Dataset entries
>>

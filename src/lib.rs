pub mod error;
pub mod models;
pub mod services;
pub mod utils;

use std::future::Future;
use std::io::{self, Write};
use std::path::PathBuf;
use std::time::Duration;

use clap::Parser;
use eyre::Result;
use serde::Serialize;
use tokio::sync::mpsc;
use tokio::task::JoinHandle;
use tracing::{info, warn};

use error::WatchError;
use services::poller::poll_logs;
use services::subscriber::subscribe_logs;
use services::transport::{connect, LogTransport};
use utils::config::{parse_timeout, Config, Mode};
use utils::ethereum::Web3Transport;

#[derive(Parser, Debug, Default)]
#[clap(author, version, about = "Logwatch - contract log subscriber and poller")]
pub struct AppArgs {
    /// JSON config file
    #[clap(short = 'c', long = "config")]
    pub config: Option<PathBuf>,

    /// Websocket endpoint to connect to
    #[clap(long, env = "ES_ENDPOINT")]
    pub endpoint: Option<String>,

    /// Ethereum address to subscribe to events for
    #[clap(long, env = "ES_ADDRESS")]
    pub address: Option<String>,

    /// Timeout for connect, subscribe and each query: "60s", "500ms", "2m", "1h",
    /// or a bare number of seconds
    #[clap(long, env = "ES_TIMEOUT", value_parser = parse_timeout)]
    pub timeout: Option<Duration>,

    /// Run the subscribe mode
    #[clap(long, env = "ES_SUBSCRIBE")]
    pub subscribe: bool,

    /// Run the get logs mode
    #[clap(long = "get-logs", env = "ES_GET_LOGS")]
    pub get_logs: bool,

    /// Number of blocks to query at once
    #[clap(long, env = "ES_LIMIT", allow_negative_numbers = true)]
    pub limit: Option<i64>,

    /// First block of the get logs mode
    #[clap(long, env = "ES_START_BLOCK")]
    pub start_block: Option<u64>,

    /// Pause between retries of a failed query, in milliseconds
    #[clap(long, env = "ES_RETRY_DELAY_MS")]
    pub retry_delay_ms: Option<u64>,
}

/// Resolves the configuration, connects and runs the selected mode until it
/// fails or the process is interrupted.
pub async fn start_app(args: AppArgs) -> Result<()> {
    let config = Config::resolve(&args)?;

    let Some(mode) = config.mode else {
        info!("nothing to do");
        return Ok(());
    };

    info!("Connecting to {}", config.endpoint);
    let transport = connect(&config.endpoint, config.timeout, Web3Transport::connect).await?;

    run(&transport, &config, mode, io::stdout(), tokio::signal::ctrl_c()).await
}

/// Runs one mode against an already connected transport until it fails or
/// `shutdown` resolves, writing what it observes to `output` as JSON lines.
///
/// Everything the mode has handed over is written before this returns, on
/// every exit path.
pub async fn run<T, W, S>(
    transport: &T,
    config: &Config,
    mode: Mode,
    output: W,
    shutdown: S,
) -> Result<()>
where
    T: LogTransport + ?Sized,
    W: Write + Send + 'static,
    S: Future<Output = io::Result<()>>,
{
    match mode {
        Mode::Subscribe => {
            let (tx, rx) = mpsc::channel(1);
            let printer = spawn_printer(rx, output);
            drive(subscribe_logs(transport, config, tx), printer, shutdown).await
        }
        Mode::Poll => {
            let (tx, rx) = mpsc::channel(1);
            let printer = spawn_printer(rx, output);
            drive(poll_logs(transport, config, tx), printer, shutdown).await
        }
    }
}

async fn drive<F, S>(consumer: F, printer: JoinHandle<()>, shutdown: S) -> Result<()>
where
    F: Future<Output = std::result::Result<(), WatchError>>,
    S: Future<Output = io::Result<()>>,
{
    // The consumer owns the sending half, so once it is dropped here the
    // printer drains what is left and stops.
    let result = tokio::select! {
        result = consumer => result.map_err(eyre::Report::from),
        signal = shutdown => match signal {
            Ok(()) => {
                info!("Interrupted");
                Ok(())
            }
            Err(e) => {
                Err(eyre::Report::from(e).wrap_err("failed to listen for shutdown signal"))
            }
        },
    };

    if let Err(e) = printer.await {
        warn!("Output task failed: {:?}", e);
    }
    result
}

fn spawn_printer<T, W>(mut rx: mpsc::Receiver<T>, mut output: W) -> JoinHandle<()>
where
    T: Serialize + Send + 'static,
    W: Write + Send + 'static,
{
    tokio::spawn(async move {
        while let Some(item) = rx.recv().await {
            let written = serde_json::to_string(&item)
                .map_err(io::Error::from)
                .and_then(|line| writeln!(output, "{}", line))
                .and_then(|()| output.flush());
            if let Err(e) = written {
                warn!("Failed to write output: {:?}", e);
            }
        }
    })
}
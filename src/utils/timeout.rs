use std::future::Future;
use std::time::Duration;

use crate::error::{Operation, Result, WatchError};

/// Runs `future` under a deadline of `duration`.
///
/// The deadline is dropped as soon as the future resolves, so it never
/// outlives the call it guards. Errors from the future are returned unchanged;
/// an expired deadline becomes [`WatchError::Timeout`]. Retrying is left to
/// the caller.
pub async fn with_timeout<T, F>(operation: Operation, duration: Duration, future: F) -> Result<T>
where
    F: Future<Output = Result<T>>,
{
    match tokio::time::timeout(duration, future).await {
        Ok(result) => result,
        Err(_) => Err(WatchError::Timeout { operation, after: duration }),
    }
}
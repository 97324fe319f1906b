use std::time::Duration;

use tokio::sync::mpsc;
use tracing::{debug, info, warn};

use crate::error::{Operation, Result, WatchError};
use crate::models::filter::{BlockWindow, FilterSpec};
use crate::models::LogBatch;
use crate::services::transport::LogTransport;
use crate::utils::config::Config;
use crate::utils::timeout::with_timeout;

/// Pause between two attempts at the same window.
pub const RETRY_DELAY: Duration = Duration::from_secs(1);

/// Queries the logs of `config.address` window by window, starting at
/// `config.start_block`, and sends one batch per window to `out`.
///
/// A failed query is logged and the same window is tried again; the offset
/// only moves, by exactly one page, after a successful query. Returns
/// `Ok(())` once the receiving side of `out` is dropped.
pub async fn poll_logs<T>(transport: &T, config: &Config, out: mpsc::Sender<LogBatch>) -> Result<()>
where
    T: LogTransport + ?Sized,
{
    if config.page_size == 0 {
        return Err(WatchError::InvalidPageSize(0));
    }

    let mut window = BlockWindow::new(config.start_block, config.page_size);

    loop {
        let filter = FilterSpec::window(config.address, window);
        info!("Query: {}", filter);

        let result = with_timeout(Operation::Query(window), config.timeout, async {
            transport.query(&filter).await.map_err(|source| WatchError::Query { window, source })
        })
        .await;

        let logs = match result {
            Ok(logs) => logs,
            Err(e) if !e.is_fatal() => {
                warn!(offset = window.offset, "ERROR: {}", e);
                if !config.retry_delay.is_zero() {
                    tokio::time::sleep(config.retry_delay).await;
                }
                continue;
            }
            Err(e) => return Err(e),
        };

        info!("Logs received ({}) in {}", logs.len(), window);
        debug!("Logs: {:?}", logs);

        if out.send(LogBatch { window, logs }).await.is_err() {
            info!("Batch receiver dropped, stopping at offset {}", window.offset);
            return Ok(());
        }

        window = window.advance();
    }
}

<<

Required work
Repeat the records exactly, including every line.

Exercise output
filename src/lib.rs
pub mod error;
pub mod models;
pub mod services;
pub mod utils;

use std::future::Future;
use std::io::{self, Write};
use std::path::PathBuf;
use std::time::Duration;

use clap::Parser;
use eyre::Result;
use serde::Serialize;
use tokio::sync::mpsc;
use tokio::task::JoinHandle;
use tracing::{info, warn};

use error::WatchError;
use services::poller::poll_logs;
use services::subscriber::subscribe_logs;
use services::transport::{connect, LogTransport};
use utils::config::{parse_timeout, Config, Mode};
use utils::ethereum::Web3Transport;

#[derive(Parser, Debug, Default)]
#[clap(author, version, about = "Logwatch - contract log subscriber and poller")]
pub struct AppArgs {
    /// JSON config file
    #[clap(short = 'c', long = "config")]
    pub config: Option<PathBuf>,

    /// Websocket endpoint to connect to
    #[clap(long, env = "ES_ENDPOINT")]
    pub endpoint: Option<String>,

    /// Ethereum address to subscribe to events for
    #[clap(long, env = "ES_ADDRESS")]
    pub address: Option<String>,

    /// Timeout for connect, subscribe and each query: "60s", "500ms", "2m", "1h",
    /// or a bare number of seconds
    #[clap(long, env = "ES_TIMEOUT", value_parser = parse_timeout)]
    pub timeout: Option<Duration>,

    /// Run the subscribe mode
    #[clap(long, env = "ES_SUBSCRIBE")]
    pub subscribe: bool,

    /// Run the get logs mode
    #[clap(long = "get-logs", env = "ES_GET_LOGS")]
    pub get_logs: bool,

    /// Number of blocks to query at once
    #[clap(long, env = "ES_LIMIT", allow_negative_numbers = true)]
    pub limit: Option<i64>,

    /// First block of the get logs mode
    #[clap(long, env = "ES_START_BLOCK")]
    pub start_block: Option<u64>,

    /// Pause between retries of a failed query, in milliseconds
    #[clap(long, env = "ES_RETRY_DELAY_MS")]
    pub retry_delay_ms: Option<u64>,
}

/// Resolves the configuration, connects and runs the selected mode until it
/// fails or the process is interrupted.
pub async fn start_app(args: AppArgs) -> Result<()> {
    let config = Config::resolve(&args)?;

    let Some(mode) = config.mode else {
        info!("nothing to do");
        return Ok(());
    };

    info!("Connecting to {}", config.endpoint);
    let transport = connect(&config.endpoint, config.timeout, Web3Transport::connect).await?;

    run(&transport, &config, mode, io::stdout(), tokio::signal::ctrl_c()).await
}

/// Runs one mode against an already connected transport until it fails or
/// `shutdown` resolves, writing what it observes to `output` as JSON lines.
///
/// Everything the mode has handed over is written before this returns, on
/// every exit path.
pub async fn run<T, W, S>(
    transport: &T,
    config: &Config,
    mode: Mode,
    output: W,
    shutdown: S,
) -> Result<()>
where
    T: LogTransport + ?Sized,
    W: Write + Send + 'static,
    S: Future<Output = io::Result<()>>,
{
    match mode {
        Mode::Subscribe => {
            let (tx, rx) = mpsc::channel(1);
            let printer = spawn_printer(rx, output);
            drive(subscribe_logs(transport, config, tx), printer, shutdown).await
        }
        Mode::Poll => {
            let (tx, rx) = mpsc::channel(1);
            let printer = spawn_printer(rx, output);
            drive(poll_logs(transport, config, tx), printer, shutdown).await
        }
    }
}

async fn drive<F, S>(consumer: F, printer: JoinHandle<()>, shutdown: S) -> Result<()>
where
    F: Future<Output = std::result::Result<(), WatchError>>,
    S: Future<Output = io::Result<()>>,
{
    // The consumer owns the sending half, so once it is dropped here the
    // printer drains what is left and stops.
    let result = tokio::select! {
        result = consumer => result.map_err(eyre::Report::from),
        signal = shutdown => match signal {
            Ok(()) => {
                info!("Interrupted");
                Ok(())
            }
            Err(e) => {
                Err(eyre::Report::from(e).wrap_err("failed to listen for shutdown signal"))
            }
        },
    };

    if let Err(e) = printer.await {
        warn!("Output task failed: {:?}", e);
    }
    result
}

fn spawn_printer<T, W>(mut rx: mpsc::Receiver<T>, mut output: W) -> JoinHandle<()>
where
    T: Serialize + Send + 'static,
    W: Write + Send + 'static,
{
    tokio::spawn(async move {
        while let Some(item) = rx.recv().await {
            let written = serde_json::to_string(&item)
                .map_err(io::Error::from)
                .and_then(|line| writeln!(output, "{}", line))
                .and_then(|()| output.flush());
            if let Err(e) = written {
                warn!("Failed to write output: {:?}", e);
            }
        }
    })
}
filename src/utils/timeout.rs
use std::future::Future;
use std::time::Duration;

use crate::error::{Operation, Result, WatchError};

/// Runs `future` under a deadline of `duration`.
///
/// The deadline is dropped as soon as the future resolves, so it never
/// outlives the call it guards. Errors from the future are returned unchanged;
/// an expired deadline becomes [`WatchError::Timeout`]. Retrying is left to
/// the caller.
pub async fn with_timeout<T, F>(operation: Operation, duration: Duration, future: F) -> Result<T>
where
    F: Future<Output = Result<T>>,
{
    match tokio::time::timeout(duration, future).await {
        Ok(result) => result,
        Err(_) => Err(WatchError::Timeout { operation, after: duration }),
    }
}
repository 97324fe319f1906b
use std::time::Duration;

use tokio::sync::mpsc;
use tracing::{debug, info, warn};

use crate::error::{Operation, Result, WatchError};
use crate::models::filter::{BlockWindow, FilterSpec};
use crate::models::LogBatch;
use crate::services::transport::LogTransport;
use crate::utils::config::Config;
use crate::utils::timeout::with_timeout;

/// Pause between two attempts at the same window.
pub const RETRY_DELAY: Duration = Duration::from_secs(1);

/// Queries the logs of `config.address` window by window, starting at
/// `config.start_block`, and sends one batch per window to `out`.
///
/// A failed query is logged and the same window is tried again; the offset
/// only moves, by exactly one page, after a successful query. Returns
/// `Ok(())` once the receiving side of `out` is dropped.
pub async fn poll_logs<T>(transport: &T, config: &Config, out: mpsc::Sender<LogBatch>) -> Result<()>
where
    T: LogTransport + ?Sized,
{
    if config.page_size == 0 {
        return Err(WatchError::InvalidPageSize(0));
    }

    let mut window = BlockWindow::new(config.start_block, config.page_size);

    loop {
        let filter = FilterSpec::window(config.address, window);
        info!("Query: {}", filter);

        let result = with_timeout(Operation::Query(window), config.timeout, async {
            transport.query(&filter).await.map_err(|source| WatchError::Query { window, source })
        })
        .await;

        let logs = match result {
            Ok(logs) => logs,
            Err(e) if !e.is_fatal() => {
                warn!(offset = window.offset, "ERROR: {}", e);
                if !config.retry_delay.is_zero() {
                    tokio::time::sleep(config.retry_delay).await;
                }
                continue;
            }
            Err(e) => return Err(e),
        };

        info!("Logs received ({}) in {}", logs.len(), window);
        debug!("Logs: {:?}", logs);

        if out.send(LogBatch { window, logs }).await.is_err() {
            info!("Batch receiver dropped, stopping at offset {}", window.offset);
            return Ok(());
        }

        window = window.advance();
    }
}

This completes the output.